----- Records

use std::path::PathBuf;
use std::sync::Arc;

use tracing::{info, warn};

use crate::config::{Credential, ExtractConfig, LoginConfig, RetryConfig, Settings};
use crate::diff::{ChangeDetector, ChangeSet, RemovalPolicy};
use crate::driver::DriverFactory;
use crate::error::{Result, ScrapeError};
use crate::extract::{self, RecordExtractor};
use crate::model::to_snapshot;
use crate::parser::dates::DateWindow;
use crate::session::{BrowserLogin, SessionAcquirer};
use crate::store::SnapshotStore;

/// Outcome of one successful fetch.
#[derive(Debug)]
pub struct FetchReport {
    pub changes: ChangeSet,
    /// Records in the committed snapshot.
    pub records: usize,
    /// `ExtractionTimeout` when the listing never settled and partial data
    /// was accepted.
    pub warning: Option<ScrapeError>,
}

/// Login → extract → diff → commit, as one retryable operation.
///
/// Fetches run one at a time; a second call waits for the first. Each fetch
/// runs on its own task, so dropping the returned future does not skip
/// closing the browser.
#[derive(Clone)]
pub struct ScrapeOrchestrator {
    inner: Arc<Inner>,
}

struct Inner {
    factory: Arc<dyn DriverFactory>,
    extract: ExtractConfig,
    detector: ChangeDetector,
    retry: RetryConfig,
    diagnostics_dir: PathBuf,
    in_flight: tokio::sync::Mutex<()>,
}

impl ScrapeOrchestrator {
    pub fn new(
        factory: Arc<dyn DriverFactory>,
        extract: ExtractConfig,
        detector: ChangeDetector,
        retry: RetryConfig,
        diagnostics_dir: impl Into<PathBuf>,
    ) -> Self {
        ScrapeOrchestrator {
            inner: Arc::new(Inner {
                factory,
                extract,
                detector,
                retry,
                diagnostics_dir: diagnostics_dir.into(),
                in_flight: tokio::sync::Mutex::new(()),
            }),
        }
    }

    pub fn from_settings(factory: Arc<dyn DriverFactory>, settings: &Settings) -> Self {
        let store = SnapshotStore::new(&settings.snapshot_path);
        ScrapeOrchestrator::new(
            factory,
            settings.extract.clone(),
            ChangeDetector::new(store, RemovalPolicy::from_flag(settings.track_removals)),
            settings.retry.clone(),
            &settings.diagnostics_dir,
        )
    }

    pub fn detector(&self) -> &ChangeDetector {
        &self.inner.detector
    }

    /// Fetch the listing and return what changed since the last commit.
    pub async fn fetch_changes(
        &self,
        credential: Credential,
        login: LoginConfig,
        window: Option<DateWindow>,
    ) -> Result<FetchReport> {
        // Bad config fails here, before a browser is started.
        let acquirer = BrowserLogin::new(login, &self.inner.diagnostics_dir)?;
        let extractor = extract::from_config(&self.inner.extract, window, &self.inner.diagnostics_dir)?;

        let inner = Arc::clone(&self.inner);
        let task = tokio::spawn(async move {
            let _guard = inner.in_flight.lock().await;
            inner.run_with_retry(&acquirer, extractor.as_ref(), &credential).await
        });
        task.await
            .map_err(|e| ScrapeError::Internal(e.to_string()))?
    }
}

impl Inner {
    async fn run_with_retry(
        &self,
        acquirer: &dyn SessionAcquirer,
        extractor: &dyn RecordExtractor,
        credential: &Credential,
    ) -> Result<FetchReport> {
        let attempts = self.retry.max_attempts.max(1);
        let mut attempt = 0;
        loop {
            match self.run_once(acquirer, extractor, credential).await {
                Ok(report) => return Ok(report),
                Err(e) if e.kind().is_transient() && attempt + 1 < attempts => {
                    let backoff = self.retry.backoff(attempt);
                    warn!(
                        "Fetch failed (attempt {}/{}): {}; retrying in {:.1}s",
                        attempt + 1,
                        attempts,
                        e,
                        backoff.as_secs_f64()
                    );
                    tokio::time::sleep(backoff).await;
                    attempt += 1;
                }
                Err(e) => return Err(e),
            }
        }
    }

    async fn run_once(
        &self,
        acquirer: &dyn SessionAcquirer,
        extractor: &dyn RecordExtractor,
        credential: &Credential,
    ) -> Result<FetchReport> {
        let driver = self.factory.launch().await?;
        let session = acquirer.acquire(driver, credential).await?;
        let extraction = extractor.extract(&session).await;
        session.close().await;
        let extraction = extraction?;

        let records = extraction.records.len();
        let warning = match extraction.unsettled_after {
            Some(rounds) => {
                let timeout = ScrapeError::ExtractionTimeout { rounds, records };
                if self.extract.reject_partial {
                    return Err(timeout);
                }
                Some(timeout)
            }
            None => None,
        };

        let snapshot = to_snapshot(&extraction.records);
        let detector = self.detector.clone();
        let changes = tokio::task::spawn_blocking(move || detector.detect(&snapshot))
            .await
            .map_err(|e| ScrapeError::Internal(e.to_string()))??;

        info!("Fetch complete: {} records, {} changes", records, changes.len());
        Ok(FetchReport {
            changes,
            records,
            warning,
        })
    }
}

----------
----- Records

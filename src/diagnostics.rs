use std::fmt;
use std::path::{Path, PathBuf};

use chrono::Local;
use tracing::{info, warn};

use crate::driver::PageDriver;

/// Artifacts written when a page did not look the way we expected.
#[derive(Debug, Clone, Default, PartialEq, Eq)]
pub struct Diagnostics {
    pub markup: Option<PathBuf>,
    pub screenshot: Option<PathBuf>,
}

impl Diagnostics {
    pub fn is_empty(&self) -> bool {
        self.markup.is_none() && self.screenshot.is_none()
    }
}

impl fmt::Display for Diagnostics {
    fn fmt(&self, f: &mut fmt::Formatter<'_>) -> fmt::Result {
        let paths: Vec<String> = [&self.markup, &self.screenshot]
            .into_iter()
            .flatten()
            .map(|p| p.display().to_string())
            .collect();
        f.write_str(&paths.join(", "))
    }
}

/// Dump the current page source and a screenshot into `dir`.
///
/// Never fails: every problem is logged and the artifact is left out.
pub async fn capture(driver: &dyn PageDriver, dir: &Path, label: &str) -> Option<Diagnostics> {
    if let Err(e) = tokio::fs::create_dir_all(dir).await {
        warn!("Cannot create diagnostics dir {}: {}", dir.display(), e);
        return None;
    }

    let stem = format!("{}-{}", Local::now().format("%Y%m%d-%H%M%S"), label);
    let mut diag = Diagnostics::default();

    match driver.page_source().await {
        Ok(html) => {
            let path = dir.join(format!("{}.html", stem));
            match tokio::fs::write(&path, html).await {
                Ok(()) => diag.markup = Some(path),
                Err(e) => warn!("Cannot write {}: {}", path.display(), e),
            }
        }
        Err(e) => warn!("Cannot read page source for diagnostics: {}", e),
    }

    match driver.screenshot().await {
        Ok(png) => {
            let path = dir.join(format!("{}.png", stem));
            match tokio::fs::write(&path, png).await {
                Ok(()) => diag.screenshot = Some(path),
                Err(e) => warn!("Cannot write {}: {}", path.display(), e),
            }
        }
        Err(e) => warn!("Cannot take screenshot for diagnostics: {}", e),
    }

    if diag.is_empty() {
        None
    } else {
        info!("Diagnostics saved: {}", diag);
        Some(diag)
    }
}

----------

Problem to solve: Your answer should be the lines of the records that include the word "html".

Written reply:
        Ok(html) => {
            let path = dir.join(format!("{}.html", stem));
            match tokio::fs::write(&path, html).await {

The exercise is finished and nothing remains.